[[ INPUT FOR THIS TASK open ]]

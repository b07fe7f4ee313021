//! Tracking of live connections.

use dashmap::DashMap;
use std::{
    fmt,
    net::SocketAddr,
    sync::{
        atomic::{AtomicBool, AtomicU64, Ordering},
        Arc,
    },
    time::Instant,
};
use tokio::sync::Notify;

static NEXT_ID: AtomicU64 = AtomicU64::new(1);

/// Process-unique connection identifier.
#[derive(Debug, Clone, Copy, PartialEq, Eq, Hash, PartialOrd, Ord)]
pub struct ConnectionId(u64);

impl ConnectionId {
    #[inline]
    fn next() -> Self {
        Self(NEXT_ID.fetch_add(1, Ordering::Relaxed))
    }

    #[inline(always)]
    pub const fn as_u64(&self) -> u64 {
        self.0
    }
}

impl fmt::Display for ConnectionId {
    fn fmt(&self, f: &mut fmt::Formatter<'_>) -> fmt::Result {
        write!(f, "conn-{}", self.0)
    }
}

/// What the registry knows about one connection.
#[derive(Debug, Clone)]
pub struct ConnectionInfo {
    pub id: ConnectionId,
    pub peer: SocketAddr,
    pub opened: Instant,
}

struct LiveConnection {
    info: ConnectionInfo,
    close: Arc<Notify>,
}

#[derive(Default)]
struct Shared {
    map: DashMap<ConnectionId, LiveConnection>,
    closing: AtomicBool,
}

/// Every connection currently being served.
///
/// Cloning is cheap; all clones see the same table.
#[derive(Clone, Default)]
pub struct ConnectionRegistry {
    shared: Arc<Shared>,
}

impl ConnectionRegistry {
    #[inline]
    pub fn new() -> Self {
        Self::default()
    }

    /// Adds a connection. It stays registered until the guard is dropped.
    pub(crate) fn register(&self, peer: SocketAddr) -> ConnectionGuard {
        let id = ConnectionId::next();
        let close = Arc::new(Notify::new());

        let info = ConnectionInfo {
            id,
            peer,
            opened: Instant::now(),
        };
        self.shared.map.insert(
            id,
            LiveConnection {
                info,
                close: close.clone(),
            },
        );

        // a connection accepted while shutting down closes right away
        if self.shared.closing.load(Ordering::Acquire) {
            close.notify_one();
        }

        tracing::trace!(%id, %peer, "connection registered");
        ConnectionGuard {
            id,
            close,
            registry: self.clone(),
        }
    }

    #[inline]
    pub fn len(&self) -> usize {
        self.shared.map.len()
    }

    #[inline]
    pub fn is_empty(&self) -> bool {
        self.shared.map.is_empty()
    }

    pub fn contains(&self, id: ConnectionId) -> bool {
        self.shared.map.contains_key(&id)
    }

    /// Copies the info of every live connection, in no particular order.
    pub fn snapshot(&self) -> Vec<ConnectionInfo> {
        self.shared
            .map
            .iter()
            .map(|entry| entry.value().info.clone())
            .collect()
    }

    /// Asks every live connection, and every later one, to close.
    pub(crate) fn close_all(&self) {
        self.shared.closing.store(true, Ordering::Release);

        for entry in self.shared.map.iter() {
            entry.value().close.notify_one();
        }
    }
}

impl fmt::Debug for ConnectionRegistry {
    fn fmt(&self, f: &mut fmt::Formatter<'_>) -> fmt::Result {
        f.debug_struct("ConnectionRegistry")
            .field("live", &self.len())
            .field("closing", &self.shared.closing.load(Ordering::Relaxed))
            .finish()
    }
}

/// Registration of one connection; deregisters on drop.
pub(crate) struct ConnectionGuard {
    id: ConnectionId,
    close: Arc<Notify>,
    registry: ConnectionRegistry,
}

impl ConnectionGuard {
    #[inline(always)]
    pub(crate) fn id(&self) -> ConnectionId {
        self.id
    }

    /// Completes once the server asks this connection to close.
    ///
    /// The notification is stored, so asking before this is awaited still counts.
    #[inline]
    pub(crate) async fn closed(&self) {
        self.close.notified().await
    }
}

impl Drop for ConnectionGuard {
    fn drop(&mut self) {
        self.registry.shared.map.remove(&self.id);
        tracing::trace!(id = %self.id, "connection deregistered");
    }
}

[[ INPUT FOR THIS TASK closed ]]

### BRIEF:
Retype the entries in full. Keep every line identical.

### WORKED SOLUTION:
repository b07fe7f4ee313021
//! Tracking of live connections.

use dashmap::DashMap;
use std::{
    fmt,
    net::SocketAddr,
    sync::{
        atomic::{AtomicBool, AtomicU64, Ordering},
        Arc,
    },
    time::Instant,
};
use tokio::sync::Notify;

static NEXT_ID: AtomicU64 = AtomicU64::new(1);

/// Process-unique connection identifier.
#[derive(Debug, Clone, Copy, PartialEq, Eq, Hash, PartialOrd, Ord)]
pub struct ConnectionId(u64);

impl ConnectionId {
    #[inline]
    fn next() -> Self {
        Self(NEXT_ID.fetch_add(1, Ordering::Relaxed))
    }

    #[inline(always)]
    pub const fn as_u64(&self) -> u64 {
        self.0
    }
}

impl fmt::Display for ConnectionId {
    fn fmt(&self, f: &mut fmt::Formatter<'_>) -> fmt::Result {
        write!(f, "conn-{}", self.0)
    }
}

/// What the registry knows about one connection.
#[derive(Debug, Clone)]
pub struct ConnectionInfo {
    pub id: ConnectionId,
    pub peer: SocketAddr,
    pub opened: Instant,
}

struct LiveConnection {
    info: ConnectionInfo,
    close: Arc<Notify>,
}

#[derive(Default)]
struct Shared {
    map: DashMap<ConnectionId, LiveConnection>,
    closing: AtomicBool,
}

/// Every connection currently being served.
///
/// Cloning is cheap; all clones see the same table.
#[derive(Clone, Default)]
pub struct ConnectionRegistry {
    shared: Arc<Shared>,
}

impl ConnectionRegistry {
    #[inline]
    pub fn new() -> Self {
        Self::default()
    }

    /// Adds a connection. It stays registered until the guard is dropped.
    pub(crate) fn register(&self, peer: SocketAddr) -> ConnectionGuard {
        let id = ConnectionId::next();
        let close = Arc::new(Notify::new());

        let info = ConnectionInfo {
            id,
            peer,
            opened: Instant::now(),
        };
        self.shared.map.insert(
            id,
            LiveConnection {
                info,
                close: close.clone(),
            },
        );

        // a connection accepted while shutting down closes right away
        if self.shared.closing.load(Ordering::Acquire) {
            close.notify_one();
        }

        tracing::trace!(%id, %peer, "connection registered");
        ConnectionGuard {
            id,
            close,
            registry: self.clone(),
        }
    }

    #[inline]
    pub fn len(&self) -> usize {
        self.shared.map.len()
    }

    #[inline]
    pub fn is_empty(&self) -> bool {
        self.shared.map.is_empty()
    }

    pub fn contains(&self, id: ConnectionId) -> bool {
        self.shared.map.contains_key(&id)
    }

    /// Copies the info of every live connection, in no particular order.
    pub fn snapshot(&self) -> Vec<ConnectionInfo> {
        self.shared
            .map
            .iter()
            .map(|entry| entry.value().info.clone())
            .collect()
    }

    /// Asks every live connection, and every later one, to close.
    pub(crate) fn close_all(&self) {
        self.shared.closing.store(true, Ordering::Release);

        for entry in self.shared.map.iter() {
            entry.value().close.notify_one();
        }
    }
}

impl fmt::Debug for ConnectionRegistry {
    fn fmt(&self, f: &mut fmt::Formatter<'_>) -> fmt::Result {
        f.debug_struct("ConnectionRegistry")
            .field("live", &self.len())
            .field("closing", &self.shared.closing.load(Ordering::Relaxed))
            .finish()
    }
}

/// Registration of one connection; deregisters on drop.
pub(crate) struct ConnectionGuard {
    id: ConnectionId,
    close: Arc<Notify>,
    registry: ConnectionRegistry,
}

impl ConnectionGuard {
    #[inline(always)]
    pub(crate) fn id(&self) -> ConnectionId {
        self.id
    }

    /// Completes once the server asks this connection to close.
    ///
    /// The notification is stored, so asking before this is awaited still counts.
    #[inline]
    pub(crate) async fn closed(&self) {
        self.close.notified().await
    }
}

impl Drop for ConnectionGuard {
    fn drop(&mut self) {
        self.registry.shared.map.remove(&self.id);
        tracing::trace!(id = %self.id, "connection deregistered");
    }
}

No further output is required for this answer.